Den Dörlemann ZuSatz erhält das Verlagshaus Berlin für den Gedichtband „irgendetwas dazwischen“ von Odile Kennel und damit einen Satzkosten-Gutschein im Wert von 1.500 Euro.
So begründet die Jury ihre Entscheidung:
Seit vielen Jahren steht das Verlagshaus Berlin für eine Lyrik, die sich einmischt. Sein Slogan „poetisiert euch!“ kann als Aufforderung gelesen werden, Sprachkrusten aufzubrechen, Denkmuster in Frage zu stellen und Poesie politisch zu begreifen. In herausragender Weise verschränken sich dabei Gestaltung und Text, Gedicht und Illustration zu bibliophilen Gesamtkunstwerken. Bei der Lyrikerin Odile Kennel wird die Sprache dabei immer in einem Geflecht gesehen, zu anderen Sprachen, zum eigenen Körper, zu den Gerüchen der Stadt und dem Geschmack der Nacht. „Ich spreche keine Körpersprache fließend“ heißt es in einem Gedicht, in dem das lyrische Ich sich selbst erfrischend bewusst ist. Sich zeigt, als angreifbarer Körper, der berührt werden will und berührt. Lyrik ist bei Odile Kennel eine sinnliche Bewegung, in der Worte einen Geschmack nach Lippenstift, Salz und Gin Tonic entwickeln. In der Altersunterschiede weggetanzt und Schönheitsnormen verflüssigt werden. Odile Kennels Gedichte können Kleidung sein, wenn wir ansonsten nicht viel tragen wollen, sie legen sich zwischen uns, wie eine Membran, die die Schwingungen aufnimmt von dem, was uns verbindet. Das „Irgendetwas dazwischen“ des Titels ist die Zone eines ernsthaften Spiels, einer Verbindlichkeit, die man den Bedeutungen abverlangt und die im gleichen Atemzug lustvoll verweigert werdem. Weil hier nichts so eindeutig ist wie der Glaube an die Ambiguität. Uns beeindruckt, mit welcher Kraft und Ruhelosigkeit sich Odile Kennels Lyrik ins Leben stürzt, ihr Schreiben flottiert vor und hinter den Zeilen und verweigert sich jeglichen Stillstands.
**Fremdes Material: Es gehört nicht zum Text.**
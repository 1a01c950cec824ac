//! CLI command implementations.

use colored::Colorize;
use indicatif::{ProgressBar, ProgressStyle};
use readme_index_core::IndexConfig;
use readme_index_walker::generate_with_config;
use std::time::Duration;
use tracing::debug;

type Result<T> = std::result::Result<T, Box<dyn std::error::Error>>;

/// Generate the index described by `config`.
pub fn generate(config: &IndexConfig) -> Result<()> {
    debug!("Using {:?}", config);

    let spinner = ProgressBar::new_spinner();
    spinner.set_style(ProgressStyle::default_spinner().template("{spinner:.cyan} {msg}")?);
    spinner.enable_steady_tick(Duration::from_millis(80));
    spinner.set_message(format!("Indexing {}...", config.root_dir.display()));

    let result = generate_with_config(config);
    spinner.finish_and_clear();
    let result = result?;

    println!(
        "{} Indexed {} files in {} directories ({}ms) → {}",
        "✓".green(),
        result.files.to_string().cyan(),
        result.directories.to_string().cyan(),
        result.duration_ms,
        config.output_path.display()
    );

    Ok(())
}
Mit Anja Noltes Illustrationen gehen Odile Kennels Gedichte in den Darkroom. Die Bilder erinnern an ineinander verschränkte Körpermaschinen, an die Verschmelzung von Technik und Fleisch. Sie wirken anziehend und bedrohlich zu gleich, tropfen, schmieren, spritzen und beißen sich fest. Sind achtsam, genau und ehrlich. So wie Odile Kennel schreibt, Anja Nolte illustriert, Andrea Schmidt gestaltet und Jo Frank lektoriert, so wollen wir Lyrik heute lesen. Gratulation!

Anna Engel moderierte die HOTLIST-GALA im Literaturhaus Frankfurt am 18. Oktober 2024. Anschließend wurden die Preise der Hotlist verliehen.